#### WORK ORDER
Look through the data below. Pick out the lines holding the string "once".

#### RAW DATA

-------------------------

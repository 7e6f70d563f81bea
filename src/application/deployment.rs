//! Deployment service: the operator-facing entry points.
//!
//! Every operation that mutates the registry runs inside [`DeploymentService::locked`],
//! which acquires the deployment semaphore and releases it on every exit path.

use std::collections::BTreeSet;
use std::future::Future;
use std::time::Duration;

use chrono::Utc;
use tracing::{debug, error, info, warn};

use crate::application::context::Context;
use crate::application::reconciler::{cleanup_kinds, Reconciler};
use crate::application::semaphore::DistributedSemaphore;
use crate::application::watcher::{LogOutcome, Observation, StatusWatcher};
use crate::domain::id::{DeploymentName, ImageTag};
use crate::domain::reconcile::{CleanupScope, DeploymentState, ReconcilePlan, ReloadScope};
use crate::domain::workload::{image_tag, tag_matches_version};
use crate::domain::record::DeploymentRecord;
use crate::error::{BuildError, Error, Result};
use crate::port::{BuildRequest, ResourceKind};

/// Options of a deploy.
#[derive(Debug, Clone, Default, PartialEq, Eq)]
pub struct DeployRequest {
    /// Explicit deployment name; defaults to the current branch.
    pub name: Option<String>,
    /// Appended to the resolved name.
    pub suffix: Option<String>,
    /// Force a full cycle even when a pod is running.
    pub force: bool,
    /// Reuse an image already pushed under the generated tag.
    pub skip_build: bool,
    /// Clear a stuck deployment lock before claiming it.
    pub reset_lock: bool,
    pub use_sudo: bool,
}

#[derive(Debug, Clone, PartialEq, Eq)]
pub struct DeployOutcome {
    pub name: DeploymentName,
    pub tag: ImageTag,
    pub plan: ReconcilePlan,
    /// Link to the deployment in the scheduler UI, when configured.
    pub assets_url: Option<String>,
}

#[derive(Debug, Clone, Copy, Default, PartialEq, Eq)]
pub struct DeleteAllOutcome {
    pub records_removed: usize,
    pub resources_removed: usize,
}

/// Result of `deployment check`.
#[derive(Debug, Clone, PartialEq, Eq)]
pub struct CheckReport {
    pub name: DeploymentName,
    pub registered: bool,
    pub pods: Vec<String>,
    pub logs: LogOutcome,
}

pub struct DeploymentService {
    ctx: Context,
    reconciler: Reconciler,
    semaphore: DistributedSemaphore,
    watcher: StatusWatcher,
}

impl DeploymentService {
    pub fn new(ctx: &Context) -> Self {
        Self {
            ctx: ctx.clone(),
            reconciler: Reconciler::new(ctx),
            semaphore: DistributedSemaphore::new(
                ctx.cluster.clone(),
                ctx.settings.documents.lock.clone(),
            ),
            watcher: StatusWatcher::new(
                ctx.cluster.clone(),
                ctx.sleeper.clone(),
                ctx.settings.watch,
            ),
        }
    }

    /// Create the registry document if it does not exist yet.
    pub async fn ensure_registry(&self) -> Result<bool> {
        self.reconciler.registry().ensure_exists().await
    }

    /// Check that the scheduler pods run the configured scheduler version,
    /// before anything is built or mutated.
    ///
    /// A pod passes when any of its tagged images matches. Pods with only
    /// untagged images are skipped. Returns the number of pods verified.
    pub async fn verify_scheduler_version(&self) -> Result<usize> {
        let version = &self.ctx.settings.image.version;
        let mut verified = 0usize;
        for selector in &self.ctx.settings.scheduler_reload_selectors {
            for pod in self.ctx.cluster.list(ResourceKind::Pod, selector).await? {
                let tags: Vec<&str> = pod.images.iter().filter_map(|i| image_tag(i)).collect();
                let Some(running) = tags.first() else {
                    debug!(pod = %pod.name, "No tagged scheduler image to verify");
                    continue;
                };
                if !tags.iter().any(|tag| tag_matches_version(tag, version)) {
                    return Err(Error::VersionMismatch {
                        configured: version.clone(),
                        running: (*running).to_string(),
                        pod: pod.name,
                    });
                }
                verified += 1;
            }
        }
        if verified == 0 {
            warn!(version = %version, "No scheduler pods found; scheduler version not verified");
        } else {
            debug!(version = %version, pods = verified, "Scheduler version verified");
        }
        Ok(verified)
    }

    /// Resolve the deployment name. An explicit name is used as given;
    /// otherwise the current branch, optionally suffixed.
    pub async fn resolve_name(
        &self,
        explicit: Option<&str>,
        suffix: Option<&str>,
    ) -> Result<DeploymentName> {
        if let Some(name) = explicit.filter(|n| !n.is_empty()) {
            return Ok(DeploymentName::normalize(name)?);
        }
        let branch = self.ctx.source.current_branch().await?;
        let base = DeploymentName::normalize(&branch)?;
        match suffix.filter(|s| !s.is_empty()) {
            Some(suffix) => Ok(base.with_suffix(suffix)?),
            None => Ok(base),
        }
    }

    /// Build, register and roll out the current code.
    pub async fn deploy(&self, request: &DeployRequest) -> Result<DeployOutcome> {
        if !request.skip_build && !self.ctx.builder.is_available().await {
            return Err(BuildError::ToolUnavailable {
                tool: self.ctx.builder.tool().to_string(),
            }
            .into());
        }

        let settings = &self.ctx.settings;
        let name = self
            .resolve_name(request.name.as_deref(), request.suffix.as_deref())
            .await?;
        let tag = ImageTag::generate(&settings.image.version, Utc::now())?;
        info!(deployment = %name, tag = %tag, environment = %settings.environment, "Deploying");

        let plan = self
            .locked(request.reset_lock, async {
                let registry = self.reconciler.registry().snapshot().await?;
                self.reconciler.publish_workspace(&registry).await?;

                if request.skip_build {
                    info!(deployment = %name, "Skipping image build");
                } else {
                    self.ctx
                        .builder
                        .build_and_push(&self.build_request(&name, &tag, request.use_sudo))
                        .await?;
                }

                let record = settings.record_for(&name, &tag);
                self.reconciler
                    .reconcile(record, request.force, settings.mode)
                    .await
            })
            .await?;

        Ok(DeployOutcome {
            assets_url: settings.assets_url(&name),
            name,
            tag,
            plan,
        })
    }

    /// Register an absent deployment from an already pushed image.
    pub async fn revive(&self, name: &str, tag: &str) -> Result<ReconcilePlan> {
        let name = DeploymentName::normalize(name)?;
        let tag = ImageTag::parse(tag)?;

        self.locked(false, async {
            if self.reconciler.registry().check_exists(&name).await? {
                return Err(Error::DeploymentExists {
                    name: name.to_string(),
                });
            }
            let plan = DeploymentState::NotExists.plan();
            let record = self.ctx.settings.record_for(&name, &tag);
            self.reconciler.execute(&plan, record).await?;
            info!(deployment = %name, tag = %tag, "Revived deployment");
            Ok(plan)
        })
        .await
    }

    /// Remove one deployment: its record, all its objects, then a full
    /// reload. Returns whether a record was registered under the name.
    pub async fn delete(&self, name: Option<&str>) -> Result<(DeploymentName, bool)> {
        let name = self.resolve_name(name, None).await?;

        let removed = self
            .locked(false, async {
                let removed = self.reconciler.registry().remove(&name).await?;
                if !removed {
                    warn!(deployment = %name, "Deployment not registered; deleting its objects anyway");
                }
                self.reconciler.cleanup(&name, CleanupScope::All).await?;
                self.reconciler.reload(ReloadScope::Full).await?;
                Ok::<_, Error>(removed)
            })
            .await?;

        info!(deployment = %name, removed, "Deleted deployment");
        Ok((name, removed))
    }

    /// Remove every record and every object carrying an ownership label,
    /// then reload once.
    pub async fn delete_all(&self) -> Result<DeleteAllOutcome> {
        self.locked(false, async {
            let records_removed = self.reconciler.registry().remove_all().await?;
            let resources_removed = self.delete_owned_objects().await?;
            self.reconciler.reload(ReloadScope::Full).await?;
            info!(records_removed, resources_removed, "Deleted all deployments");
            Ok::<_, Error>(DeleteAllOutcome {
                records_removed,
                resources_removed,
            })
        })
        .await
    }

    pub async fn list(&self) -> Result<Vec<DeploymentRecord>> {
        self.reconciler.registry().list().await
    }

    /// Report a deployment's pods and follow their logs for `timeout`.
    /// Unregistered names are checked anyway.
    pub async fn check<F>(&self, name: Option<&str>, timeout: Duration, sink: F) -> Result<CheckReport>
    where
        F: FnMut(&str, &str),
    {
        let name = self.resolve_name(name, None).await?;
        let registered = self.reconciler.registry().check_exists(&name).await?;
        if !registered {
            warn!(
                deployment = %name,
                environment = %self.ctx.settings.environment,
                "Deployment does not seem to exist; proceeding with status check anyway"
            );
        }
        let pods = self.watcher.current_pods(&name).await;
        let logs = self.watcher.tail_logs(&pods, timeout, sink).await;
        Ok(CheckReport {
            name,
            registered,
            pods,
            logs,
        })
    }

    /// Observe a deployment after reconciliation.
    pub async fn watch<F>(&self, name: &DeploymentName, readiness_timeout: Duration, sink: F) -> Observation
    where
        F: FnMut(&str, &str),
    {
        self.watcher.observe(name, readiness_timeout, sink).await
    }

    /// Run `body` while holding the deployment semaphore.
    ///
    /// The semaphore is released whether `body` succeeds or fails. A body
    /// error takes precedence over a release error.
    pub async fn locked<T, Fut>(&self, reset_lock: bool, body: Fut) -> Result<T>
    where
        Fut: Future<Output = Result<T>>,
    {
        self.semaphore
            .acquire_with_retry(
                reset_lock,
                &self.ctx.settings.lock_retry,
                self.ctx.sleeper.as_ref(),
            )
            .await?;

        let result = body.await;
        let released = self.semaphore.release().await;

        match (result, released) {
            (Err(e), Err(release_err)) => {
                error!(error = %release_err, "Failed to release deployment lock");
                Err(e)
            }
            (Err(e), Ok(())) => Err(e),
            (Ok(_), Err(release_err)) => Err(release_err),
            (Ok(value), Ok(())) => Ok(value),
        }
    }

    fn build_request(&self, name: &DeploymentName, tag: &ImageTag, use_sudo: bool) -> BuildRequest {
        let image = &self.ctx.settings.image;
        BuildRequest {
            source_root: image.source_root.clone(),
            dockerfile: image.dockerfile.clone(),
            registry: image.registry.clone(),
            image_name: image.image_name(name),
            tag: tag.clone(),
            use_sudo,
            use_az_login: image.use_az_login,
        }
    }

    /// Delete objects matching any ownership selector. Objects matched by
    /// several selectors count once. The tool's own config documents are
    /// never deleted.
    async fn delete_owned_objects(&self) -> Result<usize> {
        let documents = &self.ctx.settings.documents;
        let protected = [
            documents.registry.as_str(),
            documents.lock.as_str(),
            documents.workspace.as_str(),
        ];

        let kinds = cleanup_kinds(CleanupScope::All)
            .iter()
            .chain(&[ResourceKind::ConfigMap]);
        let mut removed = 0;
        // Kind by kind, so workloads are gone before their pods.
        for &kind in kinds {
            let mut targets = BTreeSet::new();
            for selector in &self.ctx.settings.ownership_selectors {
                for object in self.ctx.cluster.list(kind, selector).await? {
                    if kind == ResourceKind::ConfigMap && protected.contains(&object.name.as_str()) {
                        continue;
                    }
                    targets.insert(object.name);
                }
            }
            for name in &targets {
                self.ctx.cluster.delete(kind, name).await?;
            }
            removed += targets.len();
        }
        Ok(removed)
    }
}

-------------------------

#### EXPECTED ANSWER
    /// then reload once.
    /// several selectors count once. The tool's own config documents are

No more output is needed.